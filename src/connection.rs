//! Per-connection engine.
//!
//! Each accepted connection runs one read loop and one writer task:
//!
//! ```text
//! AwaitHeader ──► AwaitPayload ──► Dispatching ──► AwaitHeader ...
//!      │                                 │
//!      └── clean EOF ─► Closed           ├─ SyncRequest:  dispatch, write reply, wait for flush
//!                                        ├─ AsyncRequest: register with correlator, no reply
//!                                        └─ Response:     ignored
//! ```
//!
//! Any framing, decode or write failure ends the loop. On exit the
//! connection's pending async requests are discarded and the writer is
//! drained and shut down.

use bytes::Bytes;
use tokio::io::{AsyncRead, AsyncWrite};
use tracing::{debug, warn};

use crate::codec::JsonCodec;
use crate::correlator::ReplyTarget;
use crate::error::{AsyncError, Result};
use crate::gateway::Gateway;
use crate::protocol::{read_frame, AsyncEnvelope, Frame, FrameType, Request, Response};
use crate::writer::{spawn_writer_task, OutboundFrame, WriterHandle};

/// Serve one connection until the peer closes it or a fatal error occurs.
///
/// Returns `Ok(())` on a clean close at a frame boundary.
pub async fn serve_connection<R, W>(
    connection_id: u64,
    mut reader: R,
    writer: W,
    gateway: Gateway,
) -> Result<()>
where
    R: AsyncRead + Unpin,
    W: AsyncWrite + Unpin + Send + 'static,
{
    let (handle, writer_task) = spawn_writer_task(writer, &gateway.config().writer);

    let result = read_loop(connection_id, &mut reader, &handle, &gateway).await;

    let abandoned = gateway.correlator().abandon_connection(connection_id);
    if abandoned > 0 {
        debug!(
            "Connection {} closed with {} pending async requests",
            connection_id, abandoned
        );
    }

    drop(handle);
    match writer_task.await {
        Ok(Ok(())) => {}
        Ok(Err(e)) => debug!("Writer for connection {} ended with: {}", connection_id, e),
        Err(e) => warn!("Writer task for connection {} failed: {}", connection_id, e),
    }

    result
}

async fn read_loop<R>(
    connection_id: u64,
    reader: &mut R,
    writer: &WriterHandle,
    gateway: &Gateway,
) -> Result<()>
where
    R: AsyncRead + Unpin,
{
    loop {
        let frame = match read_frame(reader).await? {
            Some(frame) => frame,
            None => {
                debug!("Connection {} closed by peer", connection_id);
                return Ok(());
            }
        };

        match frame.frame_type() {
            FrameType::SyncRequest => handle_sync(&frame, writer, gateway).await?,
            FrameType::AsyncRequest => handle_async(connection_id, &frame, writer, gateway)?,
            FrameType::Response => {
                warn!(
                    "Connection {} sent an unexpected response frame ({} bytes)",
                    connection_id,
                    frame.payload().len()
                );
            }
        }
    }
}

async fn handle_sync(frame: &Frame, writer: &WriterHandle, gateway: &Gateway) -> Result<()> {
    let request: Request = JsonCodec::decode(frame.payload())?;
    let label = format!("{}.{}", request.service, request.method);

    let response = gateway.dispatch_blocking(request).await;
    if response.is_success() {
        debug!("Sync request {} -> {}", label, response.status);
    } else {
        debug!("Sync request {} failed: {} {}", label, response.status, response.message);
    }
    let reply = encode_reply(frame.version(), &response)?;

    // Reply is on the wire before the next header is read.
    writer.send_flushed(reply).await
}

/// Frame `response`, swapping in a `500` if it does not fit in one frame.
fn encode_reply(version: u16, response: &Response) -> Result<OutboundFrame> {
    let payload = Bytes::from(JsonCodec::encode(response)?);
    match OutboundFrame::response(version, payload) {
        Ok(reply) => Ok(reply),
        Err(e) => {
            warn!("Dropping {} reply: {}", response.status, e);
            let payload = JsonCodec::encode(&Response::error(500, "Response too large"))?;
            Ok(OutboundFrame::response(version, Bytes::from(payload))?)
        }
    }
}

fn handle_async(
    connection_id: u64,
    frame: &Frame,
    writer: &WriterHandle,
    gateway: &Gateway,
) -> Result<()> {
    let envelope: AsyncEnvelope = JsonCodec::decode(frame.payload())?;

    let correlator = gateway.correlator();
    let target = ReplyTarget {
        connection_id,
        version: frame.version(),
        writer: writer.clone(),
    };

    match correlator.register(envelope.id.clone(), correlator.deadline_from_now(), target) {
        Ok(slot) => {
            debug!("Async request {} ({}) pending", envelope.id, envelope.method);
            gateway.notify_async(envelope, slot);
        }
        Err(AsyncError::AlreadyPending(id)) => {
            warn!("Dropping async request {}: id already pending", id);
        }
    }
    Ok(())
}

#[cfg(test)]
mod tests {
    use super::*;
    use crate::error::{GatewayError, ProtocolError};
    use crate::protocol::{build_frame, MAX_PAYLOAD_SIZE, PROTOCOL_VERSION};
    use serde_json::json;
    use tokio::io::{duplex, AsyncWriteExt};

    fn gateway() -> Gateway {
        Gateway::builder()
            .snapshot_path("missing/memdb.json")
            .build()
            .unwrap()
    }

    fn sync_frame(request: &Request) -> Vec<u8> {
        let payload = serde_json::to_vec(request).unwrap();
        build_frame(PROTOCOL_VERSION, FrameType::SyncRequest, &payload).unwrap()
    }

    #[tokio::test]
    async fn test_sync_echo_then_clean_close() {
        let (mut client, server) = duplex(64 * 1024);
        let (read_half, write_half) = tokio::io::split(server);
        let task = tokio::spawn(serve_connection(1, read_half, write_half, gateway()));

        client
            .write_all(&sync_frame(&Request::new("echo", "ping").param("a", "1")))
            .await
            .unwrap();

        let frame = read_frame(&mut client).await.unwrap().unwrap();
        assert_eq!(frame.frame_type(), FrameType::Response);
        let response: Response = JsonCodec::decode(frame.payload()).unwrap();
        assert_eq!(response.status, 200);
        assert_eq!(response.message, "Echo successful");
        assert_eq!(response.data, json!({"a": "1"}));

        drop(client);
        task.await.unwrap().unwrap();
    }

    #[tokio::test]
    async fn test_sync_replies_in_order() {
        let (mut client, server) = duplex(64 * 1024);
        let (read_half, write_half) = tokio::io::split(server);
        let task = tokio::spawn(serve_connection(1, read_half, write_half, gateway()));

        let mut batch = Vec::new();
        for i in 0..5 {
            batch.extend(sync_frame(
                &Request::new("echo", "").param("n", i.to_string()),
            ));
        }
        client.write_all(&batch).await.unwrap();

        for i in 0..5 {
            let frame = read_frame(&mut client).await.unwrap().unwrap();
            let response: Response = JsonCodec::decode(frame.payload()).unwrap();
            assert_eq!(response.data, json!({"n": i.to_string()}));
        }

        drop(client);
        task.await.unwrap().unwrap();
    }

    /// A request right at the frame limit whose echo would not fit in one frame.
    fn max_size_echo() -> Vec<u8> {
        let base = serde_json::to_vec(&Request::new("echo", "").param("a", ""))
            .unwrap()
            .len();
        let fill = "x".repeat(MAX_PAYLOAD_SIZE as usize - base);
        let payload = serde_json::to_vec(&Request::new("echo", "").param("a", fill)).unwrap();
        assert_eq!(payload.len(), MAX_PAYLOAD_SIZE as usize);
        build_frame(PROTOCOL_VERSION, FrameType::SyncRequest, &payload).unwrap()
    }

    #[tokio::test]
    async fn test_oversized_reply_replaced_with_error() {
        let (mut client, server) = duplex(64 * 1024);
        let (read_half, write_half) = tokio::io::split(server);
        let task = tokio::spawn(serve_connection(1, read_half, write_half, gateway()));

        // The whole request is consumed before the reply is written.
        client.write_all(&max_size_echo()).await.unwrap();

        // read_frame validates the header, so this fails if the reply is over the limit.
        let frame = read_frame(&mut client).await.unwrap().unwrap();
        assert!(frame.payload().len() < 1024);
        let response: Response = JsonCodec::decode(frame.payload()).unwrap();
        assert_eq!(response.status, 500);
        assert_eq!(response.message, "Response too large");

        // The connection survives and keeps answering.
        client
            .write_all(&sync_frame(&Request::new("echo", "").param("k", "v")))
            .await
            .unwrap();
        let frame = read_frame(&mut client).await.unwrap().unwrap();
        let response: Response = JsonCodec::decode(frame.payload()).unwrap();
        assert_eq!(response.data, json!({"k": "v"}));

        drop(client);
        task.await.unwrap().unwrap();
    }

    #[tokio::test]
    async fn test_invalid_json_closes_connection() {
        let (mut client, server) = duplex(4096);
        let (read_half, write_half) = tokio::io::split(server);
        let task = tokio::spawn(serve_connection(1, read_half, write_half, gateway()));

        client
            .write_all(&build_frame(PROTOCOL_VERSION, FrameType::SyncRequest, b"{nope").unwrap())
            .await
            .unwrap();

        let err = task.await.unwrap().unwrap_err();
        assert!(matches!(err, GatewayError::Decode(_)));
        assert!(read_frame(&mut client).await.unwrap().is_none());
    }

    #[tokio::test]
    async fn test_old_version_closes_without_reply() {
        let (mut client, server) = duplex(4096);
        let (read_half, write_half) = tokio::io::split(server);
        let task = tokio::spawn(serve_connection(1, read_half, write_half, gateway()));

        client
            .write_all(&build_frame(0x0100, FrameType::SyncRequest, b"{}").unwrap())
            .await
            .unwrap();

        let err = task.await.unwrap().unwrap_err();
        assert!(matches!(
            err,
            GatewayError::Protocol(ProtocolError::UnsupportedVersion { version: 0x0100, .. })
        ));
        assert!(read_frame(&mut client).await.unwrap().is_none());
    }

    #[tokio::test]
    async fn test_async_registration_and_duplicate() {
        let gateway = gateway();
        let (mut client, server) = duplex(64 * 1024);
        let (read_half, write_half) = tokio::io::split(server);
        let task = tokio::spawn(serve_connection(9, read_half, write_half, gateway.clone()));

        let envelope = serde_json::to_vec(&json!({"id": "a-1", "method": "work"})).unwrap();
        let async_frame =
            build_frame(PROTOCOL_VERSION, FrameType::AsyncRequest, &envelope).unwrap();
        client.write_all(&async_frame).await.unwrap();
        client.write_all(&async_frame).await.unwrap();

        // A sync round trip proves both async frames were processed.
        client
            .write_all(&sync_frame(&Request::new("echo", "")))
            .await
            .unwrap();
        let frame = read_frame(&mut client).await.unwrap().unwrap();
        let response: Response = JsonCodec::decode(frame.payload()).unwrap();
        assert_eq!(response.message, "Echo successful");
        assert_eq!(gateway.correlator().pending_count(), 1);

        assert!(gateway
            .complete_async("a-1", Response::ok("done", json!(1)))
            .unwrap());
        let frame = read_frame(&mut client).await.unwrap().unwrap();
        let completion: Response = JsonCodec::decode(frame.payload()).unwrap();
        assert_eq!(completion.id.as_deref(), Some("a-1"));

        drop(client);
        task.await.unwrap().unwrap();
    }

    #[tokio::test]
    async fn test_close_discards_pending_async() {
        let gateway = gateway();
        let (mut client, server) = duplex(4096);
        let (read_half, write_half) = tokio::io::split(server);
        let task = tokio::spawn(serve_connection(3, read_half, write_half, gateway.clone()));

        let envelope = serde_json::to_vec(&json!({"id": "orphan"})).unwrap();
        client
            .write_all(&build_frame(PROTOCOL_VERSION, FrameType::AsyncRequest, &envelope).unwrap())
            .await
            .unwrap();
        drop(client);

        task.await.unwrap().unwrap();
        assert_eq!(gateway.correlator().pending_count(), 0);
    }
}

******

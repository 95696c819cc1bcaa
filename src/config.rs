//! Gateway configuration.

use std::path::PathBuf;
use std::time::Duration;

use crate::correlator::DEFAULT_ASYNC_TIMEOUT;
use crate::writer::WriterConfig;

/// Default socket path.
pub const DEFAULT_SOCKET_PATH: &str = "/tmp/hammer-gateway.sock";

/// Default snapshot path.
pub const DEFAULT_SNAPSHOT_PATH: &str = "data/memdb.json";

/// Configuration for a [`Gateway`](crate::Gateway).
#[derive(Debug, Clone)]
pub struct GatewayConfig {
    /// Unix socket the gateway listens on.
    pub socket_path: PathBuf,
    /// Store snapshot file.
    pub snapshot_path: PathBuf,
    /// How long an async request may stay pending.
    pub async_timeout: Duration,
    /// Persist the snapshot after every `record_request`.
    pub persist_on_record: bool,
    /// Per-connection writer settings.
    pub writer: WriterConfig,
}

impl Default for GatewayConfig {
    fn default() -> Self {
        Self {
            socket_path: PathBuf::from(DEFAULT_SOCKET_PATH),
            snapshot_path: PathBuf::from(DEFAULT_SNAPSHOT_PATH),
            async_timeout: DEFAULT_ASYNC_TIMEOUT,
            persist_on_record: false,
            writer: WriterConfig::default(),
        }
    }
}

******

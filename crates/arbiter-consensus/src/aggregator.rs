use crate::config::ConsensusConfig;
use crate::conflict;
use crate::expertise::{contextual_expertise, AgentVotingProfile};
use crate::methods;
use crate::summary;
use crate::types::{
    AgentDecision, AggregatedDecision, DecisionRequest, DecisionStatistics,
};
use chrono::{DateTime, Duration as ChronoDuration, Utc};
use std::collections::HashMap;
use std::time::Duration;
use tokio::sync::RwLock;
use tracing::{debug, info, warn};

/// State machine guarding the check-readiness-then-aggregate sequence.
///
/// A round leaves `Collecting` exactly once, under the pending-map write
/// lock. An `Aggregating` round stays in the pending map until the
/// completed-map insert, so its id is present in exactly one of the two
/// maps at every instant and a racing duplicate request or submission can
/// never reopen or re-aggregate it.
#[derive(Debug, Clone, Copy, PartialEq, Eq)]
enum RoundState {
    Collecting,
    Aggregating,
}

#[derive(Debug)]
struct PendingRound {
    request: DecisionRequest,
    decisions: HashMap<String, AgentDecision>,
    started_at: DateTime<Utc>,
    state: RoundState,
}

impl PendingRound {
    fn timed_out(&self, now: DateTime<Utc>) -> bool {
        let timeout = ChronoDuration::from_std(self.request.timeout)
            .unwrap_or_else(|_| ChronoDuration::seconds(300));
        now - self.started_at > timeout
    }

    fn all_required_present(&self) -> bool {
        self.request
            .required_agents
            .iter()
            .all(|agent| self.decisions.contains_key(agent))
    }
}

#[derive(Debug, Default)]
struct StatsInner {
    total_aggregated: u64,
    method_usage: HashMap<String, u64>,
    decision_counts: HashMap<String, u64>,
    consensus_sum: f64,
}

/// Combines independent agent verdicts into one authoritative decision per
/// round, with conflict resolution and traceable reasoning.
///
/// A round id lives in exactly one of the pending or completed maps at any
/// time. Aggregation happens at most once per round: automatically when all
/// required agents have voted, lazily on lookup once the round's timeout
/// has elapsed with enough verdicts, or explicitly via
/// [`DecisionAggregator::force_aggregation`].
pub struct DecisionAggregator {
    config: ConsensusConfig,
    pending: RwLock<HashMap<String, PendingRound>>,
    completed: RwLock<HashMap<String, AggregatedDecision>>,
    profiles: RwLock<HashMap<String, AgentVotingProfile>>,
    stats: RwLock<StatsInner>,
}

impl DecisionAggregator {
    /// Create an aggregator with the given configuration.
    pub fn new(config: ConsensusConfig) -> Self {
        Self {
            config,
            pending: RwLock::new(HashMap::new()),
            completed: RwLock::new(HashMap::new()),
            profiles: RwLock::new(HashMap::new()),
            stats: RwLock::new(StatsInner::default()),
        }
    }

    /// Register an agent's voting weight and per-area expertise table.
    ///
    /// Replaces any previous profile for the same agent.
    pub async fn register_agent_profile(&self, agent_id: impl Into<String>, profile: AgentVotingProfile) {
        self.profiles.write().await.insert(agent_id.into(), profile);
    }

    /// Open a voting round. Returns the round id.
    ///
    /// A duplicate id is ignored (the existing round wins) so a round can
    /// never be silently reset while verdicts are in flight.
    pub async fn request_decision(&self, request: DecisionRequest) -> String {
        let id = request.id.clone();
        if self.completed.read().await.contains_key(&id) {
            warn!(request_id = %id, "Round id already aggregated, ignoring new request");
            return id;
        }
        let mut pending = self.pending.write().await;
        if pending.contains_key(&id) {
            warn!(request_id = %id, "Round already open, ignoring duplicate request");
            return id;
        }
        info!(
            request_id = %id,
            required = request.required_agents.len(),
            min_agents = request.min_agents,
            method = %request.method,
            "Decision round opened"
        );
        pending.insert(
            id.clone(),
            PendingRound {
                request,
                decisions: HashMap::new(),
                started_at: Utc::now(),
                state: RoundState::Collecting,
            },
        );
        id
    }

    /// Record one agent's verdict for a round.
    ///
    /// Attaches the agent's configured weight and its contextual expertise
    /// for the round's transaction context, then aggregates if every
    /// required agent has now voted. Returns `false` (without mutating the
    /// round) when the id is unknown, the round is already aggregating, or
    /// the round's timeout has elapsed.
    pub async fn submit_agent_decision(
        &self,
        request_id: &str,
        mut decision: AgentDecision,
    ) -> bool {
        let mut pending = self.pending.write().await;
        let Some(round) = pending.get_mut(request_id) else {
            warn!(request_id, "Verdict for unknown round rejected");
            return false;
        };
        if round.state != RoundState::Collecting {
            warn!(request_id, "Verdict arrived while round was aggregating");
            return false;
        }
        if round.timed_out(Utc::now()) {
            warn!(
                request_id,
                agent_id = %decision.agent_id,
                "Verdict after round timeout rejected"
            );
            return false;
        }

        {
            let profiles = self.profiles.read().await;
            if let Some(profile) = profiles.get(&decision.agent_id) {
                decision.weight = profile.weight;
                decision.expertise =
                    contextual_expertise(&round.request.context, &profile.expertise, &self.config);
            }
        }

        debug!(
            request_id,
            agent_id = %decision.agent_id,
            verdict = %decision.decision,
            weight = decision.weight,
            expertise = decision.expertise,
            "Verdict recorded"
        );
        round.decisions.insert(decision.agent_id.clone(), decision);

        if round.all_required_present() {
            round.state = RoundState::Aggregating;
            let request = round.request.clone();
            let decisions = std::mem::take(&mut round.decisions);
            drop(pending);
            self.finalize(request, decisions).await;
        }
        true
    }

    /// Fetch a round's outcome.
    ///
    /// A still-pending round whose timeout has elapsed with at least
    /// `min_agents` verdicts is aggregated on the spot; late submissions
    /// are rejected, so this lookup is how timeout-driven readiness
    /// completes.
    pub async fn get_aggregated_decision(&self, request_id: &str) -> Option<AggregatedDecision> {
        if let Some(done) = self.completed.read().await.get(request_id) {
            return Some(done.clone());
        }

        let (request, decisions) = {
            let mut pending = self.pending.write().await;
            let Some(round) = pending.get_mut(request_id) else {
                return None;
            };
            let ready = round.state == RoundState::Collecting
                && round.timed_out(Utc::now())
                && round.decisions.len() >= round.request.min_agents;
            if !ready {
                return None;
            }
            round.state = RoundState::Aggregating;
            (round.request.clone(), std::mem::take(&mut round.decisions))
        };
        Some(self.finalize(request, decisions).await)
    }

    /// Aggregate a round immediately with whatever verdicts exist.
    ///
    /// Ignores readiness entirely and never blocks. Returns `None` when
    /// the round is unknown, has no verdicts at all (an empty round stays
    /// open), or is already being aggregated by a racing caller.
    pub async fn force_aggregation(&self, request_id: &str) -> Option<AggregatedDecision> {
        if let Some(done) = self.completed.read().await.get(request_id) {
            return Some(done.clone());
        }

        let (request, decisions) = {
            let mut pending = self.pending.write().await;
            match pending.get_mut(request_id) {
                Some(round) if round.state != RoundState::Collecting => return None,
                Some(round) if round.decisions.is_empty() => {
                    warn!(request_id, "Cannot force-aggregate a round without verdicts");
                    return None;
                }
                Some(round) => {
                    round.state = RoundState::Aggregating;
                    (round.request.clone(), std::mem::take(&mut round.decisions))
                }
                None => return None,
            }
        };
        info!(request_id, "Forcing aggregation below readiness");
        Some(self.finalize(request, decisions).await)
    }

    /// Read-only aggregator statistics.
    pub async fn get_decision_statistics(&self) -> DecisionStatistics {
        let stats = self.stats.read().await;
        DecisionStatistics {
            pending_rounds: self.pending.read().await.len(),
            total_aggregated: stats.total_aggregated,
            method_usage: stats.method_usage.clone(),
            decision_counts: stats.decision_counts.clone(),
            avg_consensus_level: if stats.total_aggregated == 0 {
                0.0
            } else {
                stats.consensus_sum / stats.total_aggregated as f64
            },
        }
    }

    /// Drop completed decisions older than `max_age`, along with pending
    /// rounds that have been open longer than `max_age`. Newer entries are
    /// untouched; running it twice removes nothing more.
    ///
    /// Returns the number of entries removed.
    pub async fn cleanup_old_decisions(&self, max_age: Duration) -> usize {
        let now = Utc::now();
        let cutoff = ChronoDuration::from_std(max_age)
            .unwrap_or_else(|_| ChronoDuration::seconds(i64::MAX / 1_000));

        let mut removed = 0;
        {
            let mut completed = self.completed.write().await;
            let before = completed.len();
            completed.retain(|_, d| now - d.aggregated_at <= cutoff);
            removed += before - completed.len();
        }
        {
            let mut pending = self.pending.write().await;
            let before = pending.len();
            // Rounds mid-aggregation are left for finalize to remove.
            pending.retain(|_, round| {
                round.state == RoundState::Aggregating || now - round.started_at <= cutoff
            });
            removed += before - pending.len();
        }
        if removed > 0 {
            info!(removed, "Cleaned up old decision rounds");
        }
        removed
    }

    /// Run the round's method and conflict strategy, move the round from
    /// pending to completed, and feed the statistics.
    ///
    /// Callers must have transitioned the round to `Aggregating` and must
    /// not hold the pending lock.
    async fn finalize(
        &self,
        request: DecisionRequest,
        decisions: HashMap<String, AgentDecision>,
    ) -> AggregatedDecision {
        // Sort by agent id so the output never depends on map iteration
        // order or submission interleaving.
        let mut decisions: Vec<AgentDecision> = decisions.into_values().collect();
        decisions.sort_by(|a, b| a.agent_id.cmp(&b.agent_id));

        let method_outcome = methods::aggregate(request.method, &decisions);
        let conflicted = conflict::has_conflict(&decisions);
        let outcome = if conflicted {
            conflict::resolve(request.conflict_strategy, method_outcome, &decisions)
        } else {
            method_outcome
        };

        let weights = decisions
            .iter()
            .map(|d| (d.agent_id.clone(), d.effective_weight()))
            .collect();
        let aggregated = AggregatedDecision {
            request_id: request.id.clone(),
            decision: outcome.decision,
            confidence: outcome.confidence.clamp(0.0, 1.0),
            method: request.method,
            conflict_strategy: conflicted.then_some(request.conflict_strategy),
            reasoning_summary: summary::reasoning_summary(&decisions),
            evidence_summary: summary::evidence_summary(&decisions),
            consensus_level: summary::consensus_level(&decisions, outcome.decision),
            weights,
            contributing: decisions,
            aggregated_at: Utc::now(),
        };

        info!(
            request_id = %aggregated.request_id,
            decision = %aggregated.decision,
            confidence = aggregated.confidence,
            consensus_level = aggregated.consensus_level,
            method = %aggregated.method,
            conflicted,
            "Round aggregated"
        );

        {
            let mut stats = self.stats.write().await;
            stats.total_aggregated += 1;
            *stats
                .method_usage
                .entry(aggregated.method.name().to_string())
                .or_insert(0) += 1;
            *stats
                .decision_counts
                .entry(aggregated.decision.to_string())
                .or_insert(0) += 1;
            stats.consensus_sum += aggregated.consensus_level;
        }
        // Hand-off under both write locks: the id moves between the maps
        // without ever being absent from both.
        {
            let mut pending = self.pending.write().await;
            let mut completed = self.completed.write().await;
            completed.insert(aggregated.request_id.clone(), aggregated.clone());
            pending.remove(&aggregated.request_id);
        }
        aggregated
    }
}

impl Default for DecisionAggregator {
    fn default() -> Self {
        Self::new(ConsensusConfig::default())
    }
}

******

▶ _About this exercise_:
Copy the lines from the entries above in which the word "batch" appears.

▶ _Response to this task_:
        let mut batch = Vec::new();
            batch.extend(sync_frame(
        client.write_all(&batch).await.unwrap();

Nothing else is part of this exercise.